CJ returns to a world he barely recognizes. Many of his gangbanging friends have been killed; his former gang has become a laughingstock; and his neighborhood is infested with crack cocaine. In the new video game "Grand Theft Auto: San Andreas," you can help CJ find his mother’s killer, resurrect his neighborhood and revive his gang.

By any means necessary.

Stop for a second. In your mind’s eye, what race is CJ?

If you think he’s black, you’re right; Rockstar Games, the makers of "San Andreas," takes the unusual step of making a video game with a black male as the lead character.

Like Hollywood, video games have few minority male dramatic leads. Last year’s "True Crime: Streets of L.A." had an Asian male lead; other titles have included minority athletes, police officers, good guys and bad guys, but no game this big has featured a black male as the central figure.

Predicted to be a top seller, "San Andreas" could help cut through the notion that the white male gaming audience doesn’t want to slip into the skin of a non-white character. It also could open a wider discussion of race in video games.

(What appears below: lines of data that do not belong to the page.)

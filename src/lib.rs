//! catrom - Catmull-Rom curves through 2D points
//!
//! Turns a polyline (a drawn stroke, a trajectory, a list of waypoints) into a
//! densely sampled smooth curve that still passes through every original point.
//! Uniform, centripetal and chordal parameterizations are all the same
//! algorithm with a different `alpha` exponent.

pub mod curves;
pub mod error;
pub mod primitives;

pub use curves::{catmull_rom_curve, catmull_rom_curve_with, CatmullRomOptions};
pub use error::CurveError;
pub use primitives::Point2;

CJ’s skin color is not something that most people will even think about. But black gamers like me certainly are aware of it, just as female gamers notice that most video game heroes are male.

"San Andreas" is progress – with an asterisk.

"Even though there’s a lead black character, which is in some sense progress, that lead character is in a violent, urban environment, which is typical of non-lead (black) characters in other games, engaging in gang activity, drug activity, running from police," says Nina Huntemann, a Suffolk University assistant professor who studies race and gender in video games and other media.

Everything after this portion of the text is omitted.